## EXERCISE
All lines from the one containing "pub fn history(&self)" to the end of the entries below should be output exactly as they appear. No other lines should be output.

## PROVIDED MATERIAL

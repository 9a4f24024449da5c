//! Turns one user utterance into one assistant message.
//!
//! A request sleeps for the tier's artificial delay exactly once, then
//! calls the provider under a timeout. Every failure becomes an assistant
//! message with a fixed user-facing text; the raw error only goes to the
//! log.

use std::sync::Arc;
use std::time::Duration;

use tracing::{debug, error};

use crate::ai::{ChatProvider, ProviderFactory};
use crate::error::ProviderError;
use crate::prompt;
use crate::state::{ChatMessage, Transcript};
use crate::view::ViewMode;

pub const DEFAULT_REQUEST_TIMEOUT: Duration = Duration::from_secs(30);

#[derive(Debug, Clone, Copy)]
pub struct PipelineSettings {
    pub request_timeout: Duration,
}

impl Default for PipelineSettings {
    fn default() -> Self {
        Self {
            request_timeout: DEFAULT_REQUEST_TIMEOUT,
        }
    }
}

pub struct RequestPipeline {
    factory: Arc<dyn ProviderFactory>,
    provider: Result<Arc<dyn ChatProvider>, ProviderError>,
    mode: ViewMode,
    settings: PipelineSettings,
}

impl RequestPipeline {
    pub fn new(factory: Arc<dyn ProviderFactory>, mode: ViewMode, settings: PipelineSettings) -> Self {
        let provider = build_provider(factory.as_ref(), mode);
        Self {
            factory,
            provider,
            mode,
            settings,
        }
    }

    /// Replace the client with one built for `mode`.
    ///
    /// Requests already dispatched keep the client they captured. An init
    /// error is permanent: it is not retried here, only a new pipeline
    /// with a different factory can clear it.
    pub fn rebuild(&mut self, mode: ViewMode) {
        self.mode = mode;
        if self.provider.is_err() {
            return;
        }
        self.provider = build_provider(self.factory.as_ref(), mode);
    }

    pub fn mode(&self) -> ViewMode {
        self.mode
    }

    pub fn settings(&self) -> PipelineSettings {
        self.settings
    }

    pub fn init_error(&self) -> Option<&ProviderError> {
        self.provider.as_ref().err()
    }

    /// Capture everything a request needs. `None` if no client exists.
    pub fn prepare(&self, transcript: &Transcript, utterance: &str) -> Option<PendingRequest> {
        let provider = self.provider.as_ref().ok()?;
        Some(PendingRequest {
            provider: Arc::clone(provider),
            history: transcript.history().to_vec(),
            utterance: utterance.to_string(),
            delay: self.mode.tier.artificial_delay(),
            timeout: self.settings.request_timeout,
        })
    }
}

fn build_provider(
    factory: &dyn ProviderFactory,
    mode: ViewMode,
) -> Result<Arc<dyn ChatProvider>, ProviderError> {
    let instruction = prompt::compose(mode);
    match factory.build(instruction) {
        Ok(provider) => {
            debug!(
                provider = provider.name(),
                lens = mode.lens.as_str(),
                tier = mode.tier.as_str(),
                "built provider client"
            );
            Ok(provider)
        }
        Err(err) => {
            error!(context = "provider init", error = %err, "could not build provider client");
            Err(err)
        }
    }
}

/// A request captured at submit time, ready to run.
pub struct PendingRequest {
    provider: Arc<dyn ChatProvider>,
    history: Vec<ChatMessage>,
    utterance: String,
    delay: Duration,
    timeout: Duration,
}

impl PendingRequest {
    pub fn delay(&self) -> Duration {
        self.delay
    }

    pub fn history(&self) -> &[ChatMessage] {
        &self.history
    }

    pub fn utterance(&self) -> &str {
        &self.utterance
    }

    /// Run the request to completion. Always yields an assistant message.
    pub async fn run(self) -> ChatMessage {
        if !self.delay.is_zero() {
            tokio::time::sleep(self.delay).await;
        }

        debug!(
            provider = self.provider.name(),
            turns = self.history.len(),
            "dispatching chat request"
        );

        let call = self.provider.send(&self.history, &self.utterance);
        let result = match tokio::time::timeout(self.timeout, call).await {
            Ok(result) => result,
            Err(_) => Err(ProviderError::Timeout(self.timeout)),
        };

        match result {
            Ok(text) => ChatMessage::assistant(text),
            Err(err) => {
                error!(
                    context = "chat request",
                    kind = ?err.kind(),
                    error = %err,
                    "provider call failed"
                );
                ChatMessage::assistant(err.user_message())
            }
        }
    }
}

## OUTPUT FOR THIS TASK
    pub fn history(&self) -> &[ChatMessage] {
        &self.history
    }

    pub fn utterance(&self) -> &str {
        &self.utterance
    }

    /// Run the request to completion. Always yields an assistant message.
    pub async fn run(self) -> ChatMessage {
        if !self.delay.is_zero() {
            tokio::time::sleep(self.delay).await;
        }

        debug!(
            provider = self.provider.name(),
            turns = self.history.len(),
            "dispatching chat request"
        );

        let call = self.provider.send(&self.history, &self.utterance);
        let result = match tokio::time::timeout(self.timeout, call).await {
            Ok(result) => result,
            Err(_) => Err(ProviderError::Timeout(self.timeout)),
        };

        match result {
            Ok(text) => ChatMessage::assistant(text),
            Err(err) => {
                error!(
                    context = "chat request",
                    kind = ?err.kind(),
                    error = %err,
                    "provider call failed"
                );
                ChatMessage::assistant(err.user_message())
            }
        }
    }
}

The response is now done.